Published online by Cambridge University Press:  02 April 2024

Hichem Djaït*
Affiliation:
Tunis

Extract

The subject of values presents certain dangers. Why not the moral philosophy of Islam or even the ethics of Islam? The term “moral” seems traditional, if not antiquated: it connotes the ideas of good and evil, a long list of commandments and interdictions; it evokes a restraint of the individual, something limiting and narrow. The word “ethics” is more acceptable; it is closer to the idea of a system of values, a global vision of the moral life, but it may also express a normative process. Max Weber speaks of Islam and other religions as being ethical religions, that is. “a complex of commandments and bans whose transgression is sin,” and he imputes this particularity to prophecy that “produces a centralization of ethics.” The term “values” is often used today, and it corresponds better to modern sensitivity preoccupied with the search for dispersed or connected values on which to base its behavior and its image.

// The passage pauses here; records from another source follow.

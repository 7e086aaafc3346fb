//! DHCP wire format encoding and decoding.
//!
//! Implements the RFC 2131 fixed header followed by the RFC 2132
//! magic cookie and TLV option stream.

use std::net::Ipv4Addr;

use crate::domain::{option_codes, MessageType, Options, Packet};
use crate::error::{DecodeError, EncodeError};

use super::TransmissionStrategy;

/// DHCP magic cookie: 0x63825363
pub const DHCP_MAGIC_COOKIE: [u8; 4] = [0x63, 0x82, 0x53, 0x63];

/// Fixed BOOTP header size, up to the magic cookie.
const HEADER_LEN: usize = 236;

/// Header plus magic cookie.
const MIN_DHCP_SIZE: usize = HEADER_LEN + 4;

/// Encoded packets are padded to the BOOTP minimum for relay agents.
const MIN_ENCODED_SIZE: usize = 300;

const MAX_HARDWARE_ADDR_LEN: usize = 16;
const MAX_SERVER_NAME_LEN: usize = 64;
const MAX_FILENAME_LEN: usize = 128;

const BOOTREQUEST: u8 = 1;
const BOOTREPLY: u8 = 2;
const HTYPE_ETHERNET: u8 = 1;
const FLAG_BROADCAST: u16 = 0x8000;

/// Decode a DHCP packet from a UDP payload.
///
/// Unknown options are kept as raw bytes. When an option code repeats,
/// the first occurrence wins.
pub fn decode(data: &[u8]) -> Result<Packet, DecodeError> {
    if data.len() < MIN_DHCP_SIZE {
        return Err(DecodeError::PacketTooShort {
            expected: MIN_DHCP_SIZE,
            actual: data.len(),
        });
    }

    if data[236..240] != DHCP_MAGIC_COOKIE {
        return Err(DecodeError::InvalidMagicCookie);
    }

    let op = data[0];
    if op != BOOTREQUEST && op != BOOTREPLY {
        return Err(DecodeError::InvalidOpCode(op));
    }

    let hlen = data[2];
    if hlen as usize > MAX_HARDWARE_ADDR_LEN {
        return Err(DecodeError::InvalidHardwareAddrLen(hlen));
    }

    // hops at [3], secs at [8..10]
    let transaction_id = [data[4], data[5], data[6], data[7]];
    let flags = u16::from_be_bytes([data[10], data[11]]);

    let mut options = decode_options(&data[MIN_DHCP_SIZE..], MIN_DHCP_SIZE)?;

    let message_type = match options.remove(option_codes::MESSAGE_TYPE) {
        Some(value) => match value.first() {
            Some(&t) => MessageType::from_u8(t).ok_or(DecodeError::UnknownMessageType(t))?,
            None => return Err(DecodeError::MissingMessageType),
        },
        None => return Err(DecodeError::MissingMessageType),
    };

    Ok(Packet {
        message_type,
        transaction_id,
        broadcast: flags & FLAG_BROADCAST != 0,
        client_addr: ipv4_at(data, 12),
        your_addr: ipv4_at(data, 16),
        server_addr: ipv4_at(data, 20),
        relay_addr: ipv4_at(data, 24),
        hardware_addr: data[28..28 + hlen as usize].to_vec(),
        boot_server_name: null_terminated_string(&data[44..108]),
        boot_filename: null_terminated_string(&data[108..236]),
        options,
    })
}

/// Encode a DHCP packet into its wire format.
pub fn encode(packet: &Packet) -> Result<Vec<u8>, EncodeError> {
    check_bounds(packet)?;

    let mut out = vec![0u8; MIN_DHCP_SIZE];

    out[0] = if packet.message_type.is_reply() {
        BOOTREPLY
    } else {
        BOOTREQUEST
    };
    out[1] = HTYPE_ETHERNET;
    out[2] = packet.hardware_addr.len() as u8;
    out[4..8].copy_from_slice(&packet.transaction_id);
    if packet.broadcast {
        out[10..12].copy_from_slice(&FLAG_BROADCAST.to_be_bytes());
    }
    out[12..16].copy_from_slice(&packet.client_addr.octets());
    out[16..20].copy_from_slice(&packet.your_addr.octets());
    out[20..24].copy_from_slice(&packet.server_addr.octets());
    out[24..28].copy_from_slice(&packet.relay_addr.octets());
    out[28..28 + packet.hardware_addr.len()].copy_from_slice(&packet.hardware_addr);

    let sname = packet.boot_server_name.as_bytes();
    out[44..44 + sname.len()].copy_from_slice(sname);
    let file = packet.boot_filename.as_bytes();
    out[108..108 + file.len()].copy_from_slice(file);

    out[236..240].copy_from_slice(&DHCP_MAGIC_COOKIE);

    out.extend_from_slice(&[option_codes::MESSAGE_TYPE, 1, packet.message_type.as_u8()]);
    for (code, value) in packet.options.iter() {
        if code == option_codes::MESSAGE_TYPE {
            return Err(EncodeError::ReservedOption(code));
        }
        write_option(&mut out, code, value)?;
    }
    out.push(option_codes::END);

    if out.len() < MIN_ENCODED_SIZE {
        out.resize(MIN_ENCODED_SIZE, 0);
    }

    Ok(out)
}

/// Encode an option set as an encapsulated option blob, e.g. for the
/// PXE vendor-specific option 43.
pub fn encode_options(options: &Options) -> Result<Vec<u8>, EncodeError> {
    let mut out = Vec::new();
    for (code, value) in options.iter() {
        write_option(&mut out, code, value)?;
    }
    out.push(option_codes::END);
    Ok(out)
}

/// Check that the variable-length fields fit the fixed header.
pub fn check_bounds(packet: &Packet) -> Result<(), EncodeError> {
    if packet.hardware_addr.len() > MAX_HARDWARE_ADDR_LEN {
        return Err(EncodeError::HardwareAddrTooLong(packet.hardware_addr.len()));
    }
    if packet.boot_server_name.len() > MAX_SERVER_NAME_LEN {
        return Err(EncodeError::ServerNameTooLong(packet.boot_server_name.len()));
    }
    if packet.boot_filename.len() > MAX_FILENAME_LEN {
        return Err(EncodeError::FilenameTooLong(packet.boot_filename.len()));
    }
    Ok(())
}

/// Decide how a packet must be put on the wire (RFC 2131 section 4.1).
pub fn classify_transmission(packet: &Packet) -> TransmissionStrategy {
    if !packet.relay_addr.is_unspecified() {
        TransmissionStrategy::RelayAddr
    } else if packet.message_type == MessageType::Nak {
        TransmissionStrategy::Broadcast
    } else if !packet.client_addr.is_unspecified() {
        TransmissionStrategy::ClientAddr
    } else if packet.broadcast || packet.your_addr.is_unspecified() {
        TransmissionStrategy::Broadcast
    } else {
        TransmissionStrategy::HardwareAddr
    }
}
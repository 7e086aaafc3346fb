//! TFTP side of the boot server.
//!
//! A small read-only TFTP engine plus the dispatcher mapping request
//! paths `<mac>/<firmware code>` onto preloaded boot images.

mod images;
mod server;

pub use images::{parse_path, ImageDispatcher, ImageMap};
pub use server::{TftpServer, TransferHandler};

We know that the “theory of values” began with Western moralist philosophers as a substitute for the old morality, experienced as submission, and to introduce the idea of a personal morality, the essential being to conform to freely-chosen values. However, we may also speak of collective values or even of values attached to a particular line of conduct that they establish, for example, “martial values.” “tribal values” or “fundamental values.” A value may be isolated, like a Platonic idea, put into a package or even a system. It remains none the less abstract, since it is itself the product of an abstraction and rarely a creation. To look for the values of a culture, a religion or a society is to devote oneself to an operation of extraction from a multitude of data. It is truly a quest, one that allows for personal interpretation in selection from the lime that one becomes sensitive to one line of values rather than to another. Thus is presented the problem of the divergence of values within a single ethical system, especially if it is as vast as that of Islam. My purpose here is not selective. It is to go in search of the values of Islam in their variety while trying to find a guideline and also locating them at various levels of comprehension.

Type
Research Article
Copyright
Copyright © 1983 Fédération Internationale des Sociétés de Philosophie / International Federation of Philosophical Societies (FISP)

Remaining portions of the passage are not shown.